CALIFORNIA, U.S.A., August 1, 2005: David Ian Miller conducts an interview with Marilyn Schlitz, vice president for research and education at the Institute of Noetic Sciences and senior scientist at the California Pacific Medical Center, on the controversial subject of prayer and healing.
Researchers at Duke University have recently published research that indicates that cardiac patients showed no improvement in their condition when many people prayed for them. However, Marilyn Schlitz indicates that there is 45 years of “Good solid laboratory-based, quantitative studies — that support the idea that one person’s intentions may influence another person’s physiology at a distance under well-controlled laboratory conditions.” Schlitz comments that one study cannot prove or disprove a particular hypothesis.
Schlitz herself is presently conducting a study funded by the National Institute of Health. She explains, “The study is a three-part clinical trial working primarily with breast cancer patients who are going through reconstructive surgery after a mastectomy. Participants either get distant healing or they don’t, and they either don’t know which group they’re in or they are told about it. By considering the placebo effect we are able to look at whether or not there’s an additive effect of knowing that you are receiving distant healing.”
As people pray in many different ways, Schlitz has defined prayer as compassionate intention in her research.
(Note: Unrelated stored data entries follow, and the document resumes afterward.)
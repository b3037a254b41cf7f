//! In-memory source that replays recorded result pages.
//!
//! Page `i`'s continuation is `"page:{i + 1}"` while pages remain, so a
//! replay can be resumed from any continuation it issued.

use std::collections::BTreeMap;

use crate::errors::{QueryError, QueryResult};

use super::batch::{merge_query_metrics, QueryMetrics, ResultBatch};
use super::cancellation::CancellationToken;
use super::component::{DrainFuture, QueryComponent};

const PAGE_TOKEN_PREFIX: &str = "page:";

/// Replays recorded pages in order. Pages are returned whole; the requested
/// size is not used to re-split them.
#[derive(Debug)]
pub struct ReplaySource {
    pages: Vec<ResultBatch>,
    next_page: usize,
    metrics: BTreeMap<String, QueryMetrics>,
    stopped: bool,
}

impl ReplaySource {
    /// Replay from the first page
    pub fn new(pages: Vec<ResultBatch>) -> Self {
        Self {
            pages,
            next_page: 0,
            metrics: BTreeMap::new(),
            stopped: false,
        }
    }

    /// Replay from the page named by `continuation`
    pub fn resume(pages: Vec<ResultBatch>, continuation: Option<&str>) -> QueryResult<Self> {
        let mut source = Self::new(pages);
        if let Some(token) = continuation {
            source.next_page = Self::parse_page_token(token)
                .filter(|page| *page <= source.pages.len())
                .ok_or_else(|| {
                    QueryError::bad_request(format!("invalid replay continuation '{}'", token))
                })?;
        }
        Ok(source)
    }

    /// Continuation that resumes at page `index`
    pub fn page_token(index: usize) -> String {
        format!("{}{}", PAGE_TOKEN_PREFIX, index)
    }

    fn parse_page_token(token: &str) -> Option<usize> {
        token.strip_prefix(PAGE_TOKEN_PREFIX)?.parse().ok()
    }

    /// Pages not yet drained
    pub fn pages_remaining(&self) -> usize {
        self.pages.len() - self.next_page
    }
}

impl QueryComponent for ReplaySource {
    fn is_done(&self) -> bool {
        self.stopped || self.next_page >= self.pages.len()
    }

    fn drain<'a>(
        &'a mut self,
        _max_elements: usize,
        cancellation: &'a CancellationToken,
    ) -> DrainFuture<'a> {
        Box::pin(async move {
            cancellation.check()?;
            if self.is_done() {
                return Ok(ResultBatch::empty());
            }

            let mut batch = self.pages[self.next_page].clone();
            self.next_page += 1;
            merge_query_metrics(&mut self.metrics, &batch.query_metrics);

            if !batch.disallow_continuation {
                batch.continuation = if self.is_done() {
                    None
                } else {
                    Some(Self::page_token(self.next_page))
                };
            }
            Ok(batch)
        })
    }

    fn stop(&mut self) {
        self.stopped = true;
    }

    fn query_metrics(&self) -> BTreeMap<String, QueryMetrics> {
        self.metrics.clone()
    }

    fn dispose(&mut self) {
        self.pages.clear();
        self.next_page = 0;
    }
}

#[cfg(test)]
mod tests {
    use super::*;
    use serde_json::json;

    fn recorded() -> Vec<ResultBatch> {
        vec![
            ResultBatch::new(vec![json!("a")]),
            ResultBatch::new(vec![json!("b")]),
        ]
    }

    #[tokio::test]
    async fn test_replays_in_order_with_page_tokens() {
        let cancel = CancellationToken::new();
        let mut source = ReplaySource::new(recorded());

        let first = source.drain(100, &cancel).await.unwrap();
        assert_eq!(first.items, vec![json!("a")]);
        assert_eq!(first.continuation.as_deref(), Some("page:1"));

        let second = source.drain(100, &cancel).await.unwrap();
        assert_eq!(second.items, vec![json!("b")]);
        assert_eq!(second.continuation, None);
        assert!(source.is_done());
    }

    #[test]
    fn test_resume_validation() {
        let source = ReplaySource::resume(recorded(), Some("page:1")).unwrap();
        assert_eq!(source.pages_remaining(), 1);

        assert!(ReplaySource::resume(recorded(), Some("page:3")).is_err());
        assert!(ReplaySource::resume(recorded(), Some("offset:1")).is_err());
    }

    #[tokio::test]
    async fn test_metrics_accumulate() {
        let cancel = CancellationToken::new();
        let mut pages = recorded();
        for page in &mut pages {
            page.query_metrics.insert(
                "p0".into(),
                QueryMetrics {
                    retrieved_document_count: 2,
                    ..QueryMetrics::default()
                },
            );
        }
        let mut source = ReplaySource::new(pages);
        source.drain(1, &cancel).await.unwrap();
        source.drain(1, &cancel).await.unwrap();
        assert_eq!(source.query_metrics()["p0"].retrieved_document_count, 4);
    }

    #[test]
    fn test_stop_marks_done() {
        let mut source = ReplaySource::new(recorded());
        assert!(!source.is_done());
        source.stop();
        assert!(source.is_done());
    }
}
//! Total order over JSON values shared by Min/Max aggregation and the
//! cross-partition order-by comparator.
//!
//! Ordering rules:
//! - null < bool < number < string
//! - numbers compare numerically, strings lexically (byte order)
//! - arrays and objects sort after strings and are not compared further

use std::cmp::Ordering;
use std::fmt;

use serde_json::Value;

/// Type category of a JSON value
#[derive(Debug, Clone, Copy, PartialEq, Eq, PartialOrd, Ord, Hash)]
pub enum ValueCategory {
    /// `null`
    Null,
    /// `true` / `false`
    Boolean,
    /// Any JSON number
    Number,
    /// Any JSON string
    String,
    /// JSON array (not a primitive)
    Array,
    /// JSON object (not a primitive)
    Object,
}

impl ValueCategory {
    /// Category of `value`
    pub fn of(value: &Value) -> Self {
        match value {
            Value::Null => ValueCategory::Null,
            Value::Bool(_) => ValueCategory::Boolean,
            Value::Number(_) => ValueCategory::Number,
            Value::String(_) => ValueCategory::String,
            Value::Array(_) => ValueCategory::Array,
            Value::Object(_) => ValueCategory::Object,
        }
    }

    /// Null, boolean, number and string are primitives
    pub fn is_primitive(&self) -> bool {
        matches!(
            self,
            ValueCategory::Null
                | ValueCategory::Boolean
                | ValueCategory::Number
                | ValueCategory::String
        )
    }

    /// Returns the string representation
    pub fn as_str(&self) -> &'static str {
        match self {
            ValueCategory::Null => "Null",
            ValueCategory::Boolean => "Boolean",
            ValueCategory::Number => "Number",
            ValueCategory::String => "String",
            ValueCategory::Array => "Array",
            ValueCategory::Object => "Object",
        }
    }
}

impl fmt::Display for ValueCategory {
    fn fmt(&self, f: &mut fmt::Formatter<'_>) -> fmt::Result {
        write!(f, "{}", self.as_str())
    }
}

/// Returns true if `value` is a comparable primitive
pub fn is_primitive(value: &Value) -> bool {
    ValueCategory::of(value).is_primitive()
}

/// Compares two JSON values by category first, then by value.
pub fn compare_values(a: &Value, b: &Value) -> Ordering {
    let a_category = ValueCategory::of(a);
    let b_category = ValueCategory::of(b);
    if a_category != b_category {
        return a_category.cmp(&b_category);
    }

    match (a, b) {
        (Value::Bool(a), Value::Bool(b)) => a.cmp(b),
        (Value::Number(a), Value::Number(b)) => compare_numbers(a, b),
        (Value::String(a), Value::String(b)) => a.cmp(b),
        _ => Ordering::Equal,
    }
}

fn compare_numbers(a: &serde_json::Number, b: &serde_json::Number) -> Ordering {
    // Exact integer comparison first so large i64/u64 values keep their order.
    if let (Some(a), Some(b)) = (a.as_i64(), b.as_i64()) {
        return a.cmp(&b);
    }
    if let (Some(a), Some(b)) = (a.as_u64(), b.as_u64()) {
        return a.cmp(&b);
    }
    let a = a.as_f64().unwrap_or(0.0);
    let b = b.as_f64().unwrap_or(0.0);
    a.partial_cmp(&b).unwrap_or(Ordering::Equal)
}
Healers that have been invited to participate in the study may be trained in Reiki, the Barbara Brennan School of Energy Medicine, Christian Science or the Tonglen Buddhist tradition. Schlitz says, “In the study the healers are asked to hold a compassionate intention for the well-being of another person — in whatever way that works for them. In our current study on wound healing we ask healers to send compassionate intention to their assigned patients for 30 minutes each day for eight days. We measure distant healing by implanting a tiny Gore-Tex patch under the skin. What you see on the surface is a little suture. Under the skin is a spaghetti-like strand of Gore-Tex that has little pores in it. This provides a kind of collection device for measuring collagen. Collagen is an aspect of the wound-healing process. And so we are looking at it as an indicator of wound healing.”
Schlitz further adds, “Data from distant-healing experiments actually suggest that consciousness is more than what goes on in the brain, or that the brain has the capacity to transcend itself in ways that we have yet to understand. To me, that’s where a real breakthrough may come in our understanding of who we are and what we are capable of doing and being.”